_DIRECTIONS FOR THIS TASK:_
Among the lines below, list those containing the string "INFINITY".

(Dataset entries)
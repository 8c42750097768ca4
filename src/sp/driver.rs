//! Successive convex approximation ("local solve") driver.
//!
//! The driver moves through `Initializing -> Solving -> Converged`, stopping early in
//! `MaxIterExceeded` (an `Ok` outcome carrying the last iterate) or `Infeasible` (an
//! error naming the iteration). Each iteration linearizes every signomial constraint
//! at the current operating point, solves the resulting GP and compares the new
//! operating point with the previous one.

use std::collections::HashMap;

use log::{debug, info, warn};

use super::linearize::linearize_all;
use crate::error::{GpError, Result};
use crate::problem::{Problem, SignomialProgram};
use crate::solver::{Settings, Solution};
use crate::expr::{Values, Variable};

/// Configuration for a local solve.
#[derive(Debug, Clone)]
pub struct ScaConfig {
    /// Largest relative change of any free variable accepted as converged.
    pub tolerance: f64,
    /// Maximum number of GP solves.
    pub max_iterations: usize,
    /// Starting values for free variables.
    pub guess: Values,
    /// Starting value for free variables without a guess.
    pub default_start: f64,
    /// Start from a solve of the GP-compatible constraints alone.
    pub relaxed_start: bool,
    /// Relative slack above which a constraint marked tight triggers a warning.
    pub tight_tolerance: f64,
    /// Allowed excess of a fit log error over the fit's RMS error, as a fraction.
    pub fit_margin: f64,
    /// Settings for each GP solve.
    pub settings: Settings,
}

impl Default for ScaConfig {
    fn default() -> Self {
        ScaConfig {
            tolerance: 1e-4,
            max_iterations: 50,
            guess: Values::new(),
            default_start: 1.0,
            relaxed_start: false,
            tight_tolerance: 1e-3,
            fit_margin: 0.1,
            settings: Settings::default(),
        }
    }
}

impl ScaConfig {
    /// Set the convergence tolerance.
    pub fn tolerance(mut self, tol: f64) -> Self {
        self.tolerance = tol;
        self
    }

    /// Set the iteration cap.
    pub fn max_iterations(mut self, n: usize) -> Self {
        self.max_iterations = n;
        self
    }

    /// Provide a starting value for a free variable.
    pub fn guess(mut self, var: &Variable, value: f64) -> Self {
        self.guess.insert(var.clone(), value);
        self
    }

    /// Start from the GP-compatible subset of the problem.
    pub fn relaxed_start(mut self, on: bool) -> Self {
        self.relaxed_start = on;
        self
    }

    /// Set the slack tolerance for constraints marked tight.
    pub fn tight_tolerance(mut self, tol: f64) -> Self {
        self.tight_tolerance = tol;
        self
    }

    /// Set the fit error margin.
    pub fn fit_margin(mut self, margin: f64) -> Self {
        self.fit_margin = margin;
        self
    }

    /// Set the GP solver settings.
    pub fn settings(mut self, settings: Settings) -> Self {
        self.settings = settings;
        self
    }
}

/// Driver state.
#[derive(Debug, Clone, Copy, PartialEq, Eq)]
pub enum ScaState {
    /// Building the initial operating point.
    Initializing,
    /// Iterating; holds the 1-based iteration in progress.
    Solving(usize),
    /// The operating point stopped moving.
    Converged,
    /// The iteration cap was reached first.
    MaxIterExceeded,
    /// A linearized GP was infeasible.
    Infeasible,
}

/// Terminal status of a successful local solve.
#[derive(Debug, Clone, Copy, PartialEq, Eq)]
pub enum ScaStatus {
    /// Converged within tolerance.
    Converged,
    /// Stopped at the iteration cap; the last iterate is reported.
    MaxIterExceeded,
}

/// Diagnostics for one iteration.
#[derive(Debug, Clone)]
pub struct IterationRecord {
    /// 1-based iteration number.
    pub iteration: usize,
    /// Objective of the linearized GP.
    pub cost: f64,
    /// Largest violation of any original constraint at the new point.
    pub max_violation: f64,
    /// Largest relative change of a free variable.
    pub max_change: f64,
}

/// Outcome of a local solve.
#[derive(Debug, Clone)]
pub struct LocalSolution {
    /// How the driver stopped.
    pub status: ScaStatus,
    /// Last GP solution.
    pub solution: Solution,
    /// Number of GP solves performed.
    pub iterations: usize,
    /// Last operating point (free variables only).
    pub operating_point: Values,
    /// Per-iteration diagnostics.
    pub history: Vec<IterationRecord>,
    /// Non-fatal model-validity warnings.
    pub warnings: Vec<String>,
}

impl LocalSolution {
    /// Check if the driver converged.
    pub fn is_converged(&self) -> bool {
        self.status == ScaStatus::Converged
    }

    /// Objective value in the objective's unit.
    pub fn cost(&self) -> f64 {
        self.solution.cost
    }

    /// Value of a variable in the last solution.
    pub fn value(&self, var: &Variable) -> Option<f64> {
        self.solution.value(var)
    }
}

impl std::ops::Index<&Variable> for LocalSolution {
    type Output = f64;

    fn index(&self, var: &Variable) -> &f64 {
        &self.solution[var]
    }
}

/// The local-solve state machine.
#[derive(Debug)]
pub struct ScaDriver {
    program: SignomialProgram,
    config: ScaConfig,
    state: ScaState,
}

impl ScaDriver {
    /// Prepare a problem for local solving.
    pub fn new(problem: &Problem, config: ScaConfig) -> Result<Self> {
        if config.max_iterations == 0 {
            return Err(GpError::InvalidProblem(
                "max_iterations must be at least 1".into(),
            ));
        }
        if config.tolerance.is_nan() || config.tolerance <= 0.0 {
            return Err(GpError::InvalidProblem(format!(
                "tolerance must be positive, got {}",
                config.tolerance
            )));
        }
        Ok(ScaDriver {
            program: problem.prepare()?,
            config,
            state: ScaState::Initializing,
        })
    }

    /// Current state.
    pub fn state(&self) -> ScaState {
        self.state
    }

    /// The substituted and classified problem.
    pub fn program(&self) -> &SignomialProgram {
        &self.program
    }

    /// Build the starting operating point.
    pub fn initial_point(&self) -> Result<Values> {
        let mut point = Values::new();
        for v in &self.program.gp.free {
            let x = self
                .config
                .guess
                .get(v)
                .copied()
                .unwrap_or(self.config.default_start);
            if !(x.is_finite() && x > 0.0) {
                return Err(GpError::InvalidProblem(format!(
                    "initial value for '{}' must be positive, got {}",
                    v, x
                )));
            }
            point.insert(v.clone(), x);
        }

        if self.config.relaxed_start {
            match self.program.gp.solve(&self.config.settings) {
                Ok(sol) => {
                    debug!("starting from the GP-compatible subset");
                    for v in &self.program.gp.free {
                        if !self.config.guess.contains_key(v) {
                            if let Some(x) = sol.value(v) {
                                point.insert(v.clone(), x);
                            }
                        }
                    }
                }
                Err(e) if e.is_unbounded() => {
                    debug!("GP-compatible subset is unbounded; using default start");
                }
                Err(e) => return Err(e),
            }
        }
        Ok(point)
    }

    /// Run one linearize-and-solve iteration at `point`.
    pub fn step(&self, point: &Values) -> Result<Solution> {
        let linearized = linearize_all(&self.program.sp, point)?;
        self.program
            .gp
            .with_constraints(linearized)
            .solve(&self.config.settings)
    }

    /// Free-variable values of a solution.
    pub fn operating_point(&self, solution: &Solution) -> Values {
        self.program
            .gp
            .free
            .iter()
            .filter_map(|v| solution.value(v).map(|x| (v.clone(), x)))
            .collect()
    }

    /// Iterate to convergence or the iteration cap.
    pub fn run(&mut self) -> Result<LocalSolution> {
        self.state = ScaState::Initializing;

        if self.program.sp.is_empty() {
            info!("no signomial constraints; solving as a single GP");
            self.state = ScaState::Solving(1);
            let solution = self.program.gp.solve(&self.config.settings).map_err(|e| {
                if e.is_infeasible() {
                    self.state = ScaState::Infeasible;
                }
                e
            })?;
            self.state = ScaState::Converged;
            let operating_point = self.operating_point(&solution);
            let record = IterationRecord {
                iteration: 1,
                cost: solution.cost,
                max_violation: self.max_violation(&solution.primal)?,
                max_change: 0.0,
            };
            let warnings = self.check_constraints(&solution.primal)?;
            return Ok(LocalSolution {
                status: ScaStatus::Converged,
                solution,
                iterations: 1,
                operating_point,
                history: vec![record],
                warnings,
            });
        }

        let mut point = self.initial_point().map_err(|e| {
            if e.is_infeasible() {
                self.state = ScaState::Infeasible;
            }
            e
        })?;
        let mut history = Vec::new();
        let mut last: Option<Solution> = None;

        for iteration in 1..=self.config.max_iterations {
            self.state = ScaState::Solving(iteration);
            let solution = match self.step(&point) {
                Ok(s) => s,
                Err(GpError::Infeasible(msg)) => {
                    self.state = ScaState::Infeasible;
                    return Err(GpError::Infeasible(format!(
                        "linearized GP at iteration {}: {}",
                        iteration, msg
                    )));
                }
                Err(e) => return Err(e),
            };

            let new_point = self.operating_point(&solution);
            let max_change = max_relative_change(&point, &new_point);
            let max_violation = self.max_violation(&solution.primal)?;
            debug!(
                "SCA iteration {}: cost {:.6e}, max violation {:.3e}, max change {:.3e}",
                iteration, solution.cost, max_violation, max_change
            );
            history.push(IterationRecord {
                iteration,
                cost: solution.cost,
                max_violation,
                max_change,
            });
            point = new_point;

            if max_change < self.config.tolerance {
                self.state = ScaState::Converged;
                info!(
                    "SCA converged in {} iterations, cost {:.6e}",
                    iteration, solution.cost
                );
                let warnings = self.check_constraints(&solution.primal)?;
                return Ok(LocalSolution {
                    status: ScaStatus::Converged,
                    solution,
                    iterations: iteration,
                    operating_point: point,
                    history,
                    warnings,
                });
            }
            last = Some(solution);
        }

        self.state = ScaState::MaxIterExceeded;
        warn!(
            "SCA stopped after {} iterations without converging (tolerance {:.1e})",
            self.config.max_iterations, self.config.tolerance
        );
        let solution = last.ok_or_else(|| {
            GpError::SolverError("local solve finished without any GP solution".into())
        })?;
        Ok(LocalSolution {
            status: ScaStatus::MaxIterExceeded,
            solution,
            iterations: self.config.max_iterations,
            operating_point: point,
            history,
            warnings: Vec::new(),
        })
    }

    fn max_violation(&self, values: &Values) -> Result<f64> {
        let mut worst: f64 = 0.0;
        for c in &self.program.constraints {
            worst = worst.max(c.violation(values)?);
        }
        Ok(worst)
    }

    /// Warnings for constraints expected to be tight and for fits used beyond
    /// their accuracy. Fit constraints sharing a label are checked as one fit,
    /// using the smallest log error of the fit output among them.
    fn check_constraints(&self, values: &Values) -> Result<Vec<String>> {
        let mut warnings = Vec::new();
        let mut fits: HashMap<String, (f64, f64)> = HashMap::new();

        for (idx, c) in self.program.constraints.iter().enumerate() {
            if c.is_tight() {
                let slack = c.slack(values)?;
                if slack > self.config.tight_tolerance {
                    let msg = format!(
                        "constraint '{}' is not tight: relative slack {:.3e}",
                        c.describe(),
                        slack
                    );
                    warn!("{}", msg);
                    warnings.push(msg);
                }
            }
            if let Some(rms) = c.fit_rms() {
                let key = c.label().map(str::to_string).unwrap_or_else(|| idx.to_string());
                let err = c.fit_log_error(values)?;
                let entry = fits.entry(key).or_insert((rms, f64::INFINITY));
                entry.1 = entry.1.min(err);
            }
        }

        let mut fits: Vec<_> = fits.into_iter().collect();
        fits.sort_by(|a, b| a.0.cmp(&b.0));
        for (name, (rms, err)) in fits {
            if err > rms * (1.0 + self.config.fit_margin) {
                let msg = format!(
                    "fit '{}' log error {:.3e} exceeds its RMS error {:.3e}",
                    name, err, rms
                );
                warn!("{}", msg);
                warnings.push(msg);
            }
        }
        Ok(warnings)
    }
}

/// Largest `|new - old| / old` over the variables of `old`.
pub fn max_relative_change(old: &Values, new: &Values) -> f64 {
    old.iter()
        .map(|(v, &x0)| match new.get(v) {
            Some(&x1) => (x1 - x0).abs() / x0.abs().max(f64::MIN_POSITIVE),
            None => f64::INFINITY,
        })
        .fold(0.0, f64::max)
}

#[cfg(test)]
mod tests {
    use super::*;
    use crate::constraints::ConstraintExt;
    use crate::expr::scalar_var;

    #[test]
    fn test_max_relative_change() {
        let x = scalar_var("x");
        let y = scalar_var("y");
        let old: Values = [(x.clone(), 1.0), (y.clone(), 4.0)].into_iter().collect();
        let new: Values = [(x.clone(), 1.1), (y.clone(), 4.0)].into_iter().collect();
        assert!((max_relative_change(&old, &new) - 0.1).abs() < 1e-12);
    }

    #[test]
    fn test_zero_iterations_rejected() {
        let x = scalar_var("x");
        let problem = Problem::minimize(&x).subject_to([x.geq(1.0).unwrap()]).build();
        let err = ScaDriver::new(&problem, ScaConfig::default().max_iterations(0)).unwrap_err();
        assert!(matches!(err, GpError::InvalidProblem(_)));
    }

    #[test]
    fn test_initial_point_uses_guess_and_default() {
        let x = scalar_var("x");
        let y = scalar_var("y");
        let problem = Problem::minimize(&x)
            .subject_to([x.geq(&y + 1.0).unwrap(), y.leq(2.0).unwrap()])
            .build();
        let config = ScaConfig::default().guess(&x, 5.0);
        let driver = ScaDriver::new(&problem, config).unwrap();
        assert_eq!(driver.state(), ScaState::Initializing);
        let p = driver.initial_point().unwrap();
        assert_eq!(p[&x], 5.0);
        assert_eq!(p[&y], 1.0);
    }
}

_ANSWER TO THE PROBLEM:_
                let entry = fits.entry(key).or_insert((rms, f64::INFINITY));
            None => f64::INFINITY,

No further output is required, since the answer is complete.